Prompt:
Read the data, and whenever a line holds the word "compare", report that line.
◇ ◇ ◇ ◇
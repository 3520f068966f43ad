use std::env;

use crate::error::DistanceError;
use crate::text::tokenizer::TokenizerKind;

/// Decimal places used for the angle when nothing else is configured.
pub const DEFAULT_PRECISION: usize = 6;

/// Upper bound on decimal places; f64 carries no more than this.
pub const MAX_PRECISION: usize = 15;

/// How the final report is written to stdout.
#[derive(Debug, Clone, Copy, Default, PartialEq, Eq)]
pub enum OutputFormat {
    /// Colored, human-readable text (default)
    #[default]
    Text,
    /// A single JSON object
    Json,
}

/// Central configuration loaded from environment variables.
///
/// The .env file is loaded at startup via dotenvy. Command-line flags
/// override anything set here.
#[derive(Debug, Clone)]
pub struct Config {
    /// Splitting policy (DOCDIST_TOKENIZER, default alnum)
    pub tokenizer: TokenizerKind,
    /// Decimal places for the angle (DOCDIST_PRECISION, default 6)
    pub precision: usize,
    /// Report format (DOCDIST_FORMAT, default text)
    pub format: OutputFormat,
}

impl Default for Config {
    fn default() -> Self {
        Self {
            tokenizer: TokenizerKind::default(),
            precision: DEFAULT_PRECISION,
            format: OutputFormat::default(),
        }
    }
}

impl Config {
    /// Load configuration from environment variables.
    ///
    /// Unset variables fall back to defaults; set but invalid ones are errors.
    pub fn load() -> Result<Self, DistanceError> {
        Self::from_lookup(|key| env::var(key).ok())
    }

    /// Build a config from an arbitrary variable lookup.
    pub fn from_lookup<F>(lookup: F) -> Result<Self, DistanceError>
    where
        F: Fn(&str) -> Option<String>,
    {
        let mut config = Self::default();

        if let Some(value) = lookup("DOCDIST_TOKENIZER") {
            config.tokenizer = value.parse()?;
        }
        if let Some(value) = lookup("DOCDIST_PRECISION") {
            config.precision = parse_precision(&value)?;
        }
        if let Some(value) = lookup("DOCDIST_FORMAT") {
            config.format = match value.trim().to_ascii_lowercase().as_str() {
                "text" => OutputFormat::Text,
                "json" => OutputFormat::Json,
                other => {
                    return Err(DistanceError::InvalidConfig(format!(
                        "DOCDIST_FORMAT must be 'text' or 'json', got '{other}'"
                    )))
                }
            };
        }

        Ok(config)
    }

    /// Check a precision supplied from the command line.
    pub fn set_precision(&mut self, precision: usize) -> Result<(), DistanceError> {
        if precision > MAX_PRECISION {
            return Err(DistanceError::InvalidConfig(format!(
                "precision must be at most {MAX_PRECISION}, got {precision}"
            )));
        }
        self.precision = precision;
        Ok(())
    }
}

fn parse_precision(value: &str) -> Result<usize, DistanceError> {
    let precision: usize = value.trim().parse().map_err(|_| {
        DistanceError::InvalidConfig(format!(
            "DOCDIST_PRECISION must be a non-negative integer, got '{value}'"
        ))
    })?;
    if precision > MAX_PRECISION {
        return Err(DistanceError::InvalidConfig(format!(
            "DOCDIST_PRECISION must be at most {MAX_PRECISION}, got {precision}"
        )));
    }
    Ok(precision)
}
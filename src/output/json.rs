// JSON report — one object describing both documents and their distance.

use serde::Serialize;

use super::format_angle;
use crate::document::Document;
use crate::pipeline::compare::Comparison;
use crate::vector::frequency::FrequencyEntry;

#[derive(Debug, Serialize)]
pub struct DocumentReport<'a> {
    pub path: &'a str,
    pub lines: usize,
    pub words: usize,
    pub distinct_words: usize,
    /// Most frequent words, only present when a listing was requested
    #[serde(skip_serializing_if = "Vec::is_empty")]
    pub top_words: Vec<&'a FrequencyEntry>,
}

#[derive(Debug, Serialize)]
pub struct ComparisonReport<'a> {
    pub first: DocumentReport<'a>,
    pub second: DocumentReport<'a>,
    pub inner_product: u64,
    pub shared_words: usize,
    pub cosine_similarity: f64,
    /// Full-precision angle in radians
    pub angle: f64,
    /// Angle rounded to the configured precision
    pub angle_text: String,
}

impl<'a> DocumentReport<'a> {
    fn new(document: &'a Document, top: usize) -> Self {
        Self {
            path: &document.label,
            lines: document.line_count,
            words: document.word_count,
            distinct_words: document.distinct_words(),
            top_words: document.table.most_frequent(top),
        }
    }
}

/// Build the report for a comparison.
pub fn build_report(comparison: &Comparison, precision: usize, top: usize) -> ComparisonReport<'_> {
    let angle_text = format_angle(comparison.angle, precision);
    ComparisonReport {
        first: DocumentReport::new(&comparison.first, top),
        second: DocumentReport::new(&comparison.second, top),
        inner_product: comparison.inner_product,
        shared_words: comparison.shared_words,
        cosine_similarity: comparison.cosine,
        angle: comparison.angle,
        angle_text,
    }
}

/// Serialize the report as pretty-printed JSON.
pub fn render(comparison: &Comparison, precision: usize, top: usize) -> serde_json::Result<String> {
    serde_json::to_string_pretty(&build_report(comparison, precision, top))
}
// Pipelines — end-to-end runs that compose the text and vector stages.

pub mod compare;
◇ ◇ ◇ ◇
Answer below:
use crate::pipeline::compare::Comparison;
pub mod compare;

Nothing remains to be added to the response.